Sören Kuklau <[EMAIL PROTECTED]> wrote:

> German is Indogermanic, as is English.

Although that is true you mean Germanic.

Indogermanic is the same as Indoeuropean and encompasses most languages
in Europe and many from India.  The word Indogermanic was never much
used outside Germany, and I think even in Germany they prefer the
word Indoeuropean these days.  Less confusing, as you illustrate.

> French, Italian, Spanish etc. are Romanic.

> Russian etc. are... hmm... Hunnic?

Slavic, also a branch of the Indoeuropean languange family.

I think it's quite funny really, that German is always held up
as such a difficult language for English-speakers to learn.
In reality it's probably one of the easiest, being very
closely related to English.  Only Dutch and its dialects
get closer.  (English (though a Germanic language) has a lot
of common vocabulary with the Romance languages which makes
them relatively easy too.)  German also has the advantage
that there is an almost 1-1 relationship between spelling
and pronunciation, something that cannot be said of English.
German would be simpler for English-speakers to learn if they
were taught basic English grammar in their English classes
first.  That would also help them to know when to say who/
whom, and when to say "Anne and I"/"Anne and me".

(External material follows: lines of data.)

//! Cache clear broadcasting.
//!
//! When an enforcement point's policies change it must replace its group
//! target map and drop every cached decision. The broadcaster renders a
//! `ClearAuthzCacheRequest` carrying one group target per policy resource and
//! delivers it to every cache clear endpoint of the enforcement point.
//! Deliveries that fail are handed to the [`FailureRepository`] for the
//! [`CacheUpdateFailureMonitor`](crate::monitor::CacheUpdateFailureMonitor)
//! to retry.

use esoe_core::protocol::{ClearAuthzCacheRequest, Extensions, RequestHeader};
use esoe_core::{DocumentCodec, PdpConfig, ProtocolDocument, Transport, generate_id};
use std::sync::Arc;
use std::sync::atomic::{AtomicU64, Ordering};

use crate::PdpResult;
use crate::error::PdpError;
use crate::extractor;
use crate::failures::{FailedCacheUpdate, FailureRepository};
use crate::metadata::SpepMetadata;
use crate::policy_cache::PolicyCache;

/// Reason sent when policies changed.
pub const REASON_POLICY_CHANGE: &str = "Authorization policy update";

/// Reason sent to an enforcement point that has just started.
pub const REASON_SPEP_STARTUP: &str = "SPEP startup notification";

/// Broadcast statistics.
#[derive(Debug, Clone, Default)]
pub struct BroadcastStats {
    /// Requests delivered and acknowledged.
    pub delivered: u64,
    /// Requests that failed.
    pub failed: u64,
}

/// Sends cache clear requests to enforcement points.
pub struct CacheClearBroadcaster {
    config: PdpConfig,
    policies: Arc<PolicyCache>,
    metadata: Arc<dyn SpepMetadata>,
    codec: Arc<dyn DocumentCodec>,
    transport: Arc<dyn Transport>,
    failures: Arc<FailureRepository>,
    delivered: AtomicU64,
    failed: AtomicU64,
}

impl CacheClearBroadcaster {
    pub fn new(
        config: PdpConfig,
        policies: Arc<PolicyCache>,
        metadata: Arc<dyn SpepMetadata>,
        codec: Arc<dyn DocumentCodec>,
        transport: Arc<dyn Transport>,
        failures: Arc<FailureRepository>,
    ) -> Self {
        Self {
            config,
            policies,
            metadata,
            codec,
            transport,
            failures,
            delivered: AtomicU64::new(0),
            failed: AtomicU64::new(0),
        }
    }

    /// Render the cache clear request for `entity_id`.
    ///
    /// Returns `None` when the policy cache knows nothing about the entity.
    /// An entity whose policies were all removed gets a request without
    /// extensions, which clears its group target map.
    #[must_use]
    pub fn build_request(
        &self,
        entity_id: &str,
        endpoint: &str,
        reason: &str,
    ) -> Option<ClearAuthzCacheRequest> {
        let policies = self.policies.policies(entity_id)?;

        let group_targets: Vec<_> = policies
            .iter()
            .flat_map(|policy| extractor::policy_group_targets(policy))
            .collect();

        tracing::debug!(
            entity_id,
            policies = policies.len(),
            group_targets = group_targets.len(),
            "Generated cache clear request"
        );

        let mut header = RequestHeader::new(generate_id(), &self.config.esoe_identifier);
        header.destination = Some(endpoint.to_string());

        Some(ClearAuthzCacheRequest {
            header,
            reason: Some(reason.to_string()),
            subject: None,
            extensions: (!group_targets.is_empty())
                .then(|| Extensions::from_group_targets(group_targets)),
        })
    }

    /// Notify every cache clear endpoint of each entity that its policies
    /// changed.
    ///
    /// Failed deliveries are recorded for retry. Entities without metadata
    /// are skipped with a warning since nothing could ever deliver to them.
    pub async fn notify_cache_update(&self, entities: &[String]) {
        for entity_id in entities {
            let endpoints = match self.metadata.cache_clear_endpoints(entity_id) {
                Ok(endpoints) => endpoints,
                Err(e) => {
                    tracing::warn!(entity_id = %entity_id, error = %e, "Cannot notify enforcement point");
                    continue;
                }
            };

            for endpoint in endpoints.values() {
                let Some(request) = self.build_request(entity_id, endpoint, REASON_POLICY_CHANGE)
                else {
                    tracing::warn!(
                        entity_id = %entity_id,
                        "No policies cached for enforcement point, skipping notification"
                    );
                    continue;
                };

                match self.send(endpoint, &request).await {
                    Ok(()) => {
                        self.delivered.fetch_add(1, Ordering::Relaxed);
                    }
                    Err(e) => {
                        self.failed.fetch_add(1, Ordering::Relaxed);
                        tracing::warn!(endpoint = %endpoint, error = %e, "Cache clear delivery failed");
                        self.failures.add(FailedCacheUpdate::new(endpoint.clone(), request));
                    }
                }
            }
        }
    }

    /// Send the current policy set to an enforcement point that has just
    /// started, using its cache clear endpoint at `index`.
    ///
    /// # Errors
    ///
    /// Returns an error when the endpoint is unknown, the entity has no
    /// policies, or delivery fails. Failures are not queued for retry.
    pub async fn spep_starting_notification(&self, entity_id: &str, index: u32) -> PdpResult<()> {
        let endpoint = self.metadata.cache_clear_endpoint(entity_id, index)?;

        let request = self
            .build_request(entity_id, &endpoint, REASON_SPEP_STARTUP)
            .ok_or_else(|| PdpError::NoPolicies {
                entity_id: entity_id.to_string(),
            })?;

        match self.send(&endpoint, &request).await {
            Ok(()) => {
                self.delivered.fetch_add(1, Ordering::Relaxed);
                tracing::info!(entity_id, endpoint = %endpoint, "Sent startup policy set to enforcement point");
                Ok(())
            }
            Err(e) => {
                self.failed.fetch_add(1, Ordering::Relaxed);
                Err(e)
            }
        }
    }

    async fn send(&self, endpoint: &str, request: &ClearAuthzCacheRequest) -> PdpResult<()> {
        send_cache_clear(self.codec.as_ref(), self.transport.as_ref(), endpoint, request).await
    }

    #[must_use]
    pub fn stats(&self) -> BroadcastStats {
        BroadcastStats {
            delivered: self.delivered.load(Ordering::Relaxed),
            failed: self.failed.load(Ordering::Relaxed),
        }
    }

    #[must_use]
    pub fn failures(&self) -> &Arc<FailureRepository> {
        &self.failures
    }
}

/// Deliver one cache clear request and check the acknowledgement.
pub(crate) async fn send_cache_clear(
    codec: &dyn DocumentCodec,
    transport: &dyn Transport,
    endpoint: &str,
    request: &ClearAuthzCacheRequest,
) -> PdpResult<()> {
    let document = codec.marshal_signed(&ProtocolDocument::from(request.clone()))?;

    tracing::info!(endpoint, request_id = %request.header.id, "Sending cache clear request");
    let reply = transport.send(endpoint, document).await?;

    let response = codec
        .unmarshal_signed(&reply)?
        .into_clear_authz_cache_response()?;

    if response.status.is_success() {
        tracing::debug!(endpoint, "Cache clear acknowledged");
        Ok(())
    } else {
        Err(PdpError::CacheClearRefused {
            endpoint: endpoint.to_string(),
            message: format!(
                "{}: {}",
                response.status.code.urn(),
                response.status.message.unwrap_or_default()
            ),
        })
    }
}

// =============================================================================
// Tests
// =============================================================================
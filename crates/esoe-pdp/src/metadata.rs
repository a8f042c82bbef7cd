//! Enforcement point metadata.
//!
//! Resolves where each enforcement point accepts cache clear requests.
//! Refreshing metadata from its published source is left to the
//! implementation.

use indexmap::IndexMap;
use std::collections::HashMap;

use crate::error::MetadataError;

/// Cache clear endpoints of one enforcement point, keyed by endpoint index.
pub type CacheClearEndpoints = IndexMap<u32, String>;

/// Lookup of enforcement point cache clear services.
pub trait SpepMetadata: Send + Sync {
    /// Cache clear endpoints registered for `entity_id`.
    ///
    /// # Errors
    ///
    /// Returns [`MetadataError::UnknownEntity`] when the entity has no cache
    /// clear service.
    fn cache_clear_endpoints(&self, entity_id: &str) -> Result<CacheClearEndpoints, MetadataError>;

    /// A single endpoint by index.
    ///
    /// # Errors
    ///
    /// Returns an error when the entity or the index is unknown.
    fn cache_clear_endpoint(&self, entity_id: &str, index: u32) -> Result<String, MetadataError> {
        self.cache_clear_endpoints(entity_id)?
            .swap_remove(&index)
            .ok_or_else(|| MetadataError::UnknownEndpoint {
                entity_id: entity_id.to_string(),
                index,
            })
    }
}

/// Metadata held in memory, e.g. loaded once from configuration.
#[derive(Debug, Clone, Default)]
pub struct StaticMetadata {
    endpoints: HashMap<String, CacheClearEndpoints>,
}

impl StaticMetadata {
    #[must_use]
    pub fn new() -> Self {
        Self::default()
    }

    /// Register a cache clear endpoint.
    #[must_use]
    pub fn with_endpoint(
        mut self,
        entity_id: impl Into<String>,
        index: u32,
        endpoint: impl Into<String>,
    ) -> Self {
        self.endpoints
            .entry(entity_id.into())
            .or_default()
            .insert(index, endpoint.into());
        self
    }
}

impl SpepMetadata for StaticMetadata {
    fn cache_clear_endpoints(&self, entity_id: &str) -> Result<CacheClearEndpoints, MetadataError> {
        self.endpoints
            .get(entity_id)
            .cloned()
            .ok_or_else(|| MetadataError::UnknownEntity {
                entity_id: entity_id.to_string(),
            })
    }
}

#[cfg(test)]
mod tests {
    use super::*;

    #[test]
    fn test_static_metadata_lookup() {
        let metadata = StaticMetadata::new()
            .with_endpoint("spep-a", 0, "https://a.example.com/clear")
            .with_endpoint("spep-a", 1, "https://a2.example.com/clear");

        assert_eq!(metadata.cache_clear_endpoints("spep-a").map(|e| e.len()), Ok(2));
        assert_eq!(
            metadata.cache_clear_endpoint("spep-a", 1).as_deref(),
            Ok("https://a2.example.com/clear")
        );
        assert_eq!(
            metadata.cache_clear_endpoint("spep-a", 7),
            Err(MetadataError::UnknownEndpoint {
                entity_id: "spep-a".to_string(),
                index: 7
            })
        );
        assert!(matches!(
            metadata.cache_clear_endpoints("spep-b"),
            Err(MetadataError::UnknownEntity { .. })
        ));
    }
}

Certainly the non Indoeuropean languages (Japanese, Chinese
(any kind), any African language (except of course Afrikaans),
any native American language, Finnish, Hungarian etc.) are are
all going to me more difficult for an English speaker to learn.
The same applies to the Greek and Slavic branches of the
Indoeuropean family.

-- 
Erik Corry [EMAIL PROTECTED]
  Interviewer:  "Real programmers use cat as their editor."
  Bill Joy:     "That's right! There you go! It is too much trouble to say ed,
                 because cat's smaller and only needs two pages of memory."